This article was originally published in The News-Enterprise on May 24, 2018.
By: Ben Sheroan
Intent on owning a keepsake connected with the 16th president and her family heritage, Jo-Ann Bland Myers came to an auction at Boundary Oak Distillery with a purpose.
“I came to buy,” she said.
During the auction Wednesday for the first bottle of Lincoln wheated whiskey, her interest quickly became obvious.
As fellow bidders huddled to discuss strategy during the pleadings from Hodges Auction Co. auctioneer Mark Haynes, Myers showed no indecision. With each competitive bid, she immediately extended her arm into the air to top it.

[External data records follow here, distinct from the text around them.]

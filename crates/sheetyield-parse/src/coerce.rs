//! Field Coercer (C2): centralizes typed writes into a [`Value`] tree so
//! the row parser never branches on field kind itself.

use sheetyield_common::{Key, Kind, Scalar, Value};
use sheetyield_descriptor::FieldDescriptor;

/// A coercion failed because the numeric value does not fit the field's
/// declared kind. Carries no location — the row parser attaches
/// `(sheet, row, label)` when it turns this into a [`crate::error::CellError`].
#[derive(Debug, Clone, Copy, PartialEq)]
pub struct OutOfRange {
    pub kind: &'static str,
}

fn coerce_number(kind: Kind, value: f64) -> Result<Scalar, OutOfRange> {
    match kind {
        Kind::Double => Ok(Scalar::F64(value)),
        Kind::Float => Ok(Scalar::F64(value as f32 as f64)),
        Kind::I32 => {
            let truncated = value.trunc();
            if truncated < i32::MIN as f64 || truncated > i32::MAX as f64 {
                Err(OutOfRange { kind: "i32" })
            } else {
                Ok(Scalar::I64(truncated as i64))
            }
        }
        Kind::U32 => {
            let truncated = value.trunc();
            if truncated < 0.0 || truncated > u32::MAX as f64 {
                Err(OutOfRange { kind: "u32" })
            } else {
                Ok(Scalar::U64(truncated as u64))
            }
        }
        Kind::I64 => {
            let truncated = value.trunc();
            if truncated < i64::MIN as f64 || truncated > i64::MAX as f64 {
                Err(OutOfRange { kind: "i64" })
            } else {
                Ok(Scalar::I64(truncated as i64))
            }
        }
        Kind::U64 => {
            let truncated = value.trunc();
            if truncated < 0.0 || truncated > u64::MAX as f64 {
                Err(OutOfRange { kind: "u64" })
            } else {
                Ok(Scalar::U64(truncated as u64))
            }
        }
        Kind::Bool | Kind::Enum | Kind::String | Kind::Message => {
            unreachable!("coerce_number called on non-numeric kind `{kind}`")
        }
    }
}

fn message_fields(record: &mut Value) -> &mut std::collections::BTreeMap<u32, Value> {
    record
        .as_message_mut()
        .expect("record must be a Value::Message")
}

pub fn set_number(record: &mut Value, field: &FieldDescriptor, value: f64) -> Result<(), OutOfRange> {
    let scalar = coerce_number(field.kind, value)?;
    message_fields(record).insert(field.tag, Value::Scalar(scalar));
    Ok(())
}

pub fn set_bool(record: &mut Value, field: &FieldDescriptor, value: bool) {
    message_fields(record).insert(field.tag, Value::Scalar(Scalar::Bool(value)));
}

pub fn set_string(record: &mut Value, field: &FieldDescriptor, value: &str) {
    message_fields(record).insert(field.tag, Value::Scalar(Scalar::Str(value.to_string())));
}

/// Resolve `text` to a numeric enum ordinal by canonical name or `cname`
/// alias; on no match, warns and writes the enum's default.
pub fn set_enum(record: &mut Value, field: &FieldDescriptor, text: &str) {
    let descriptor = field
        .enum_descriptor
        .as_ref()
        .expect("set_enum called on a non-enum field");
    let ordinal = match descriptor.resolve(text) {
        Some(ordinal) => ordinal,
        None => {
            tracing::warn!(
                field = %field.name,
                enum_type = %descriptor.name,
                text,
                "enum text matches neither a canonical name nor an alias; writing default"
            );
            descriptor.default
        }
    };
    message_fields(record).insert(field.tag, Value::Scalar(Scalar::EnumOrdinal(ordinal)));
}

fn append(record: &mut Value, field: &FieldDescriptor, value: Value) {
    let fields = message_fields(record);
    match fields.get_mut(&field.tag) {
        Some(Value::List(items)) => items.push(value),
        _ => {
            fields.insert(field.tag, Value::List(vec![value]));
        }
    }
}

pub fn add_number(record: &mut Value, field: &FieldDescriptor, value: f64) -> Result<(), OutOfRange> {
    let scalar = coerce_number(field.kind, value)?;
    append(record, field, Value::Scalar(scalar));
    Ok(())
}

pub fn add_bool(record: &mut Value, field: &FieldDescriptor, value: bool) {
    append(record, field, Value::Scalar(Scalar::Bool(value)));
}

pub fn add_string(record: &mut Value, field: &FieldDescriptor, value: &str) {
    append(record, field, Value::Scalar(Scalar::Str(value.to_string())));
}

pub fn add_enum(record: &mut Value, field: &FieldDescriptor, text: &str) {
    let descriptor = field
        .enum_descriptor
        .as_ref()
        .expect("add_enum called on a non-enum field");
    let ordinal = match descriptor.resolve(text) {
        Some(ordinal) => ordinal,
        None => {
            tracing::warn!(
                field = %field.name,
                enum_type = %descriptor.name,
                text,
                "enum text matches neither a canonical name nor an alias; writing default"
            );
            descriptor.default
        }
    };
    append(record, field, Value::Scalar(Scalar::EnumOrdinal(ordinal)));
}

/// Add a sub-record (message/map-value) to a repeated field.
pub fn add_message(record: &mut Value, field: &FieldDescriptor, value: Value) {
    append(record, field, value);
}

/// Split `text` on `;`, parse each fragment as a double (blank fragments
/// yield 0), and append each via [`add_number`]. Only valid for numeric kinds.
pub fn fill_number_array(
    record: &mut Value,
    field: &FieldDescriptor,
    text: &str,
) -> Result<(), (f64, OutOfRange)> {
    debug_assert!(field.kind.is_numeric(), "fill_number_array on non-numeric field");
    for fragment in text.split(';') {
        let trimmed = fragment.trim();
        let value = if trimmed.is_empty() {
            0.0
        } else {
            trimmed.parse::<f64>().unwrap_or(0.0)
        };
        add_number(record, field, value).map_err(|e| (value, e))?;
    }
    Ok(())
}

/// Read a scalar field into a [`Key`]. Only valid for integer/enum/string
/// kinds; schema validation is expected to have already rejected any other
/// kind from a `key` option list.
pub fn get_key(record: &Value, field: &FieldDescriptor) -> Option<Key> {
    debug_assert!(field.kind.is_key_capable(), "get_key on non-key-capable field");
    record
        .as_message()?
        .get(&field.tag)
        .and_then(Value::as_key)
}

In fact, she didn’t stop after her winning bid of $25,000.
To ensure the bottle set a record as the most expensive liquor ever sold in America, the final bidders agreed to reopen the sale. They pushed the price to $25,550 – $50 above the winning bid recorded in 2014 for the right to purchase Bottle 1 from Batch 1 of Boundary Oak’s first bourbon.
After the sale, Myers explained her connection to Abraham Lincoln to the audience of about 50 on hand for the live bidding in Radcliff.
She can trace her family line to Captain Abraham Lincoln and his wife, Bathsheba, who were grandparents of the president born in 1809 in a log cabin near Hodgenville.